Dataset entries

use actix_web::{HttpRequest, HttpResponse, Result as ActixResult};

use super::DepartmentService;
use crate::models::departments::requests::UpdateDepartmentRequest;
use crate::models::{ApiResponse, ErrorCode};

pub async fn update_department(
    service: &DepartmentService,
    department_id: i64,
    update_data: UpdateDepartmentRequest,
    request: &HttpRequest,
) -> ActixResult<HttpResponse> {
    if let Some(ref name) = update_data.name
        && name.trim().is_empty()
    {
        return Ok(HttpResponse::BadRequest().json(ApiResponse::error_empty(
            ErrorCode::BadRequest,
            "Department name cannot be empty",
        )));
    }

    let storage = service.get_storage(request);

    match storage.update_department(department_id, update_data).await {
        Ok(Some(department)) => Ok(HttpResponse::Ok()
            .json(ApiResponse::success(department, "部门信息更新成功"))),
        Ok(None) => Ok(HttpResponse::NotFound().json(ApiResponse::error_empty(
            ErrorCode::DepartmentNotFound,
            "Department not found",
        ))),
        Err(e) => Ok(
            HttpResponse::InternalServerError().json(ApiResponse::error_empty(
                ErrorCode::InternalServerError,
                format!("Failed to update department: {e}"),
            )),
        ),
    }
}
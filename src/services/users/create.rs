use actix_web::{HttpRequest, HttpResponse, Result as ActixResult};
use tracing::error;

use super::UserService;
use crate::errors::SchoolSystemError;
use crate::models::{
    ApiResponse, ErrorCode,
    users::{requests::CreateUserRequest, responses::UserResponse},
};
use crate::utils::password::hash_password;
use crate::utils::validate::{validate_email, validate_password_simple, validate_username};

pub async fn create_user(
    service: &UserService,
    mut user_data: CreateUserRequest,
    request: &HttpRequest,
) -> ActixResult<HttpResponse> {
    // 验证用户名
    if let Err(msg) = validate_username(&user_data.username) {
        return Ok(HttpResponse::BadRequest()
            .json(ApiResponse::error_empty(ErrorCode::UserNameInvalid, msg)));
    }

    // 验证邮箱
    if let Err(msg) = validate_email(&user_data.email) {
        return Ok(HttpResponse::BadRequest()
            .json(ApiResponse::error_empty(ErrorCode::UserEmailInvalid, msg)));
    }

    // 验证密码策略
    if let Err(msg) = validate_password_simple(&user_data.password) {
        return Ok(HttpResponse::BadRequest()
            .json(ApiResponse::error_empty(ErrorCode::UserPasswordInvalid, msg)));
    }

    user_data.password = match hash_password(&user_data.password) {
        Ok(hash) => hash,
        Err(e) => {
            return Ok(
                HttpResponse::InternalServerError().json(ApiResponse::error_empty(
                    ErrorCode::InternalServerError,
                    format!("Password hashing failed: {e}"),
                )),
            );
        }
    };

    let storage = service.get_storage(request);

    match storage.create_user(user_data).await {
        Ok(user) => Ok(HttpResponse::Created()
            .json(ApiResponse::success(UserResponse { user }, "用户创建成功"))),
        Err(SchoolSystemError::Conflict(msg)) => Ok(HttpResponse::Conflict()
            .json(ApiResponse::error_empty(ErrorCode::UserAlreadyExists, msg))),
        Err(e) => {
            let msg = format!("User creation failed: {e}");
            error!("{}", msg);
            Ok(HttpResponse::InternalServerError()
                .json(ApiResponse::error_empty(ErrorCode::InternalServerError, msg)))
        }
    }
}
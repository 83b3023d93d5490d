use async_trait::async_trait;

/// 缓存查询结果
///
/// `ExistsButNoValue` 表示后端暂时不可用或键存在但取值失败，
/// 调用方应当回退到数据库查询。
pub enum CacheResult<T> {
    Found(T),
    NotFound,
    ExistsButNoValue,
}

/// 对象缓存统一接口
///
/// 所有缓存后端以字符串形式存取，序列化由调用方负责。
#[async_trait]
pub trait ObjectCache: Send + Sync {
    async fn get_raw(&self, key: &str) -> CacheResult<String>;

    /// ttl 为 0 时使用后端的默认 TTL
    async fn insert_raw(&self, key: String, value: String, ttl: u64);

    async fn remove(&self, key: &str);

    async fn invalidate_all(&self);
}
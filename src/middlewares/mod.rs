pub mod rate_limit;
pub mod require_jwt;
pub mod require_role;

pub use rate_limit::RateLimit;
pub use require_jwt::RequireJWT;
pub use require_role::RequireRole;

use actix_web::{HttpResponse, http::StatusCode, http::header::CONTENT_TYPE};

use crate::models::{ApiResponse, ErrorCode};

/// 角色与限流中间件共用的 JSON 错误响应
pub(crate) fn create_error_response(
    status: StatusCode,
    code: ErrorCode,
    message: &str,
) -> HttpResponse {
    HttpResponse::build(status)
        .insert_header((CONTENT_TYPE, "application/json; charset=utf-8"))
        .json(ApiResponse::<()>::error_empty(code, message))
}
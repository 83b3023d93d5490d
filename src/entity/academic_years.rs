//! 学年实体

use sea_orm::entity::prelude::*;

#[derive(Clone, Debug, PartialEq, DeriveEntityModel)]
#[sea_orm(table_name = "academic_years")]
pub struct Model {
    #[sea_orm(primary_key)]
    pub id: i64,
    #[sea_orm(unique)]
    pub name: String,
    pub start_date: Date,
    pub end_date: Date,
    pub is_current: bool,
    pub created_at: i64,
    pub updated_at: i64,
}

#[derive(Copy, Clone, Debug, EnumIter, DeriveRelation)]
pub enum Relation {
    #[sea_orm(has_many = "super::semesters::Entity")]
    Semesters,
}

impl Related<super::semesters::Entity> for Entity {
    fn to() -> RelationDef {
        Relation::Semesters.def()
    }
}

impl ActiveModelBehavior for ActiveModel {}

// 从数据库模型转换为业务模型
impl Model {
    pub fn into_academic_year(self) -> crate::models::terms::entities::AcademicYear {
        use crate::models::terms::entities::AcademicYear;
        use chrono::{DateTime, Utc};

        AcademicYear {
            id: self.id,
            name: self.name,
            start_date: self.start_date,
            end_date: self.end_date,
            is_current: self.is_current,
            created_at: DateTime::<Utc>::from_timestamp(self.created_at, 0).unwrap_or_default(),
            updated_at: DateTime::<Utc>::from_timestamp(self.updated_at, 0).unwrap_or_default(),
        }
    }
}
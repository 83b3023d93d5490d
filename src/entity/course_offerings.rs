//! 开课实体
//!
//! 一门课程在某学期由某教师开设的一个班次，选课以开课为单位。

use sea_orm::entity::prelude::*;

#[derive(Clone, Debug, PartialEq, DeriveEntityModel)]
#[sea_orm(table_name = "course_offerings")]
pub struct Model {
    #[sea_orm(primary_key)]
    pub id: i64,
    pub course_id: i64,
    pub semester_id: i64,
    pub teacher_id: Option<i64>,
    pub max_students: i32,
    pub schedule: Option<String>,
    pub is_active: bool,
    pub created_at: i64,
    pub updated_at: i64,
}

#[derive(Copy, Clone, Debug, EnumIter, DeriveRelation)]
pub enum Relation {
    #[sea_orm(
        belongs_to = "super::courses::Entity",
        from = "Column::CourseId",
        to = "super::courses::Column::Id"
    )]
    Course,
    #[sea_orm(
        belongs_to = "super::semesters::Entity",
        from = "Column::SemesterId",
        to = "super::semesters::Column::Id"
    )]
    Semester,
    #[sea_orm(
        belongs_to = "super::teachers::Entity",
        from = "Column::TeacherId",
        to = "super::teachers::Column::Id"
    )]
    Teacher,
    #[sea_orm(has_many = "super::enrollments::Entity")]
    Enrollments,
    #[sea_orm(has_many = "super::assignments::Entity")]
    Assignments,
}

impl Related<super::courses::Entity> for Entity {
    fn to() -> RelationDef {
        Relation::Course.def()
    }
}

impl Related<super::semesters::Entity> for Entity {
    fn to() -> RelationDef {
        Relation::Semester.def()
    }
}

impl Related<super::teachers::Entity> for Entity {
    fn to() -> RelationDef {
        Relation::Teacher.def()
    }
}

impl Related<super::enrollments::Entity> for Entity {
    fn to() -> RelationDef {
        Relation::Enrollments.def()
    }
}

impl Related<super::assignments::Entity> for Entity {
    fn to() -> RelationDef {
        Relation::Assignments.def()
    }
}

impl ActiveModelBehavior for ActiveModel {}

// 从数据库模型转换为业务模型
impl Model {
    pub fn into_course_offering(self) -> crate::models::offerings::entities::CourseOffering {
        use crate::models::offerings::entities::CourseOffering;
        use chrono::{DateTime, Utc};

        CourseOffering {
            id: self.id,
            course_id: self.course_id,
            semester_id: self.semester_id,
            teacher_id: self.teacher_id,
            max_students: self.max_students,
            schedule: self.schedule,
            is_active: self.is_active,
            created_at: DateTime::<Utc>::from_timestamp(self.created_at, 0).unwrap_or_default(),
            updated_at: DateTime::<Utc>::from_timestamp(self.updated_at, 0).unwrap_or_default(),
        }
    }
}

> WORK INSTRUCTION
From the records above, copy each line in which the string "InternalServerError" occurs.

> ANSWER SECTION
            HttpResponse::InternalServerError().json(ApiResponse::error_empty(
                ErrorCode::InternalServerError,
                HttpResponse::InternalServerError().json(ApiResponse::error_empty(
                    ErrorCode::InternalServerError,
            Ok(HttpResponse::InternalServerError()
                .json(ApiResponse::error_empty(ErrorCode::InternalServerError, msg)))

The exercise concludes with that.